© Peuples Noirs Peuples Africains no. 33 (1983) 122-128



DAVID DIOP :
POETE DE LA LIBÉRATION

Ambroise Kom

L'unité est l'un des éléments fondamentaux de l'art, qu'il s'agisse de la poésie, de la peinture ou de la musique. Aussi, le créateur doit-il souvent sacrifier tout ce qui est accessoire et qui ne s'accorde pas à la thématique centrale de son œuvre. En poésie, langage, style et structure seront dépouillés pour garantir le maximum d'effet sur le lecteur. C'est sans doute du principe d'unité qu'il s'agit lorsque dans « Suite du débat autour des conditions d'une poésie nationale chez les peuples noirs », David Diop écrit que « la forme n'est là que pour servir l'idée »[1]. L'essentiel, d'après lui, consiste donc à rendre son message dans un style approprié. Il faut pétrir la langue et plier la forme pour la mettre au service de l'idéologie, c'est-à-dire de la libération des exploités. Violence des mots, style tranchant, mouvements éclatants sont autant de « coups » qui doivent se répercuter dans la conscience du lecteur et le pousser à la révolte.
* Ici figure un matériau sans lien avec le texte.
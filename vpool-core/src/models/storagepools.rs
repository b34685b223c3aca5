//! The storage pool collection: listing and creation.

use super::{manager_failure, StoragePoolModel};
use crate::connection::StorageConnection;
use crate::descriptor::PoolDefinition;
use crate::error::{Result, VpoolError};
use crate::observability::metrics::{record_pool_created, record_pool_operation};
use crate::scanner::{ScanJob, Scanner};
use crate::types::{CreateOutcome, PoolCreateRequest, PoolSpec, PoolState, PoolType, ISO_POOL_NAME};
use std::collections::HashSet;
use std::path::PathBuf;
use std::sync::{Arc, Mutex};
use std::time::Instant;
use tracing::{debug, info, instrument, warn};

#[derive(Clone)]
pub struct StoragePoolsModel {
    conn: Arc<dyn StorageConnection>,
    scanner: Scanner,
    pool: StoragePoolModel,
    /// Names of creates in flight in this process
    reserved: Arc<Mutex<HashSet<String>>>,
}

impl StoragePoolsModel {
    pub fn new(conn: Arc<dyn StorageConnection>, scanner: Scanner, pool: StoragePoolModel) -> Self {
        Self { conn, scanner, pool, reserved: Arc::new(Mutex::new(HashSet::new())) }
    }

    /// Names of all active and defined pools, sorted.
    #[instrument(skip(self))]
    pub async fn list(&self) -> Result<Vec<String>> {
        let manager = self.conn.get().await.map_err(|e| manager_failure("connect", e))?;
        let mut names = manager.list_active().await.map_err(|e| manager_failure("list", e))?;
        names.extend(manager.list_defined().await.map_err(|e| manager_failure("list", e))?);
        names.sort();
        names.dedup();
        Ok(names)
    }

    /// Create a pool.
    ///
    /// `kimchi-iso` requests start a deep scan of `path` and return the
    /// scan's task id; the pool exists as soon as this returns. Every other
    /// type is defined and built synchronously and the pool name returned.
    #[instrument(skip(self, request), fields(name = ?request.name, pool_type = ?request.pool_type))]
    pub async fn create(&self, request: PoolCreateRequest) -> Result<CreateOutcome> {
        if request.name.as_deref() == Some(ISO_POOL_NAME) {
            return Err(VpoolError::invalid(format!(
                "Storage pool {} already exists",
                ISO_POOL_NAME
            )));
        }

        let spec = request.into_spec()?;
        let _reservation = self.reserve(&spec.name)?;

        if self.list().await?.contains(&spec.name) {
            return Err(name_in_use(&spec.name));
        }

        let started = Instant::now();
        let pool_type = spec.pool_type;
        let outcome = if spec.pool_type == PoolType::KimchiIso {
            CreateOutcome::Task(self.deep_scan(spec).await?)
        } else {
            let name = spec.name.clone();
            self.define(spec).await?;
            CreateOutcome::Pool(name)
        };

        record_pool_created(pool_type.as_str());
        record_pool_operation("create", started.elapsed().as_secs_f64());
        Ok(outcome)
    }

    /// Define, build and configure autostart for a regular pool.
    async fn define(&self, spec: PoolSpec) -> Result<()> {
        let definition = PoolDefinition::from_spec(&spec);
        let manager = self.conn.get().await.map_err(|e| manager_failure("connect", e))?;
        let pool = manager.define(&definition).await.map_err(|e| manager_failure("define", e))?;

        if definition.kind.is_on_disk() {
            if let Err(e) = pool.build().await {
                if let Err(undo) = pool.undefine().await {
                    warn!(
                        pool = %spec.name,
                        error = %undo,
                        "Cannot remove definition of unbuilt pool"
                    );
                }
                return Err(manager_failure("build", e));
            }
            pool.set_autostart(true).await.map_err(|e| manager_failure("set_autostart", e))?;
        } else {
            pool.set_autostart(false).await.map_err(|e| manager_failure("set_autostart", e))?;
        }

        info!(pool = %spec.name, kind = %definition.kind, "Pool created");
        Ok(())
    }

    /// Start a transient pool on a fresh staging directory and scan
    /// `spec.path` into it.
    async fn deep_scan(&self, spec: PoolSpec) -> Result<String> {
        let scan_path = spec.path.clone().ok_or_else(|| VpoolError::MissingParameter {
            param: "path".to_string(),
            missing: vec!["path".to_string()],
        })?;
        let ignore_list = self.ignore_list().await?;

        let pool_path = self.scanner.scan_dir_prepare(&spec.name).await?;
        let definition = PoolDefinition::dir(&spec.name, &pool_path);

        let started = async {
            let manager = self.conn.get().await?;
            manager.create_transient(&definition).await
        };
        if let Err(e) = started.await {
            self.scanner.discard(&pool_path).await;
            return Err(manager_failure("create_transient", e));
        }

        let job = ScanJob { pool_name: spec.name.clone(), scan_path, ignore_list, pool_path };
        self.scanner.start_scan(job).await
    }

    /// Paths of active pools; a scan never descends into them.
    async fn ignore_list(&self) -> Result<Vec<PathBuf>> {
        let mut paths = Vec::new();
        for name in self.list().await? {
            match self.pool.lookup(&name).await {
                Ok(pool) if pool.state == PoolState::Active => paths.push(pool.path),
                Ok(_) => {}
                Err(e) => debug!(pool = %name, error = %e, "Skipping pool for ignore list"),
            }
        }
        Ok(paths)
    }

    fn reserve(&self, name: &str) -> Result<Reservation> {
        let mut reserved = self.reserved.lock().unwrap_or_else(|e| e.into_inner());
        if !reserved.insert(name.to_string()) {
            return Err(name_in_use(name));
        }
        Ok(Reservation { reserved: self.reserved.clone(), name: name.to_string() })
    }
}

fn name_in_use(name: &str) -> VpoolError {
    VpoolError::invalid(format!("The name {} has been used by a pool", name))
}

/// Releases a create reservation when dropped.
struct Reservation {
    reserved: Arc<Mutex<HashSet<String>>>,
    name: String,
}

impl Drop for Reservation {
    fn drop(&mut self) {
        self.reserved.lock().unwrap_or_else(|e| e.into_inner()).remove(&self.name);
    }
}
Coups de pilon, son œuvre unique, s'organise autour de trois lignes de force : dénonciation du colonialisme, réhabilitation du continent noir et appel des opprimés à la lutte. Chez Diop, les trois moments de la démarche correspondent aussi aux divisions du temps : le passé, le présent et l'avenir. L'évocation du passé prend fin avec l'arrivée des colonisateurs qui font subir le présent à l'Afrique. Pour Diop l'avenir ne commencera que le jour [PAGE 123] où l'homme noir aura triomphé de l'oppression et retrouvé son identité.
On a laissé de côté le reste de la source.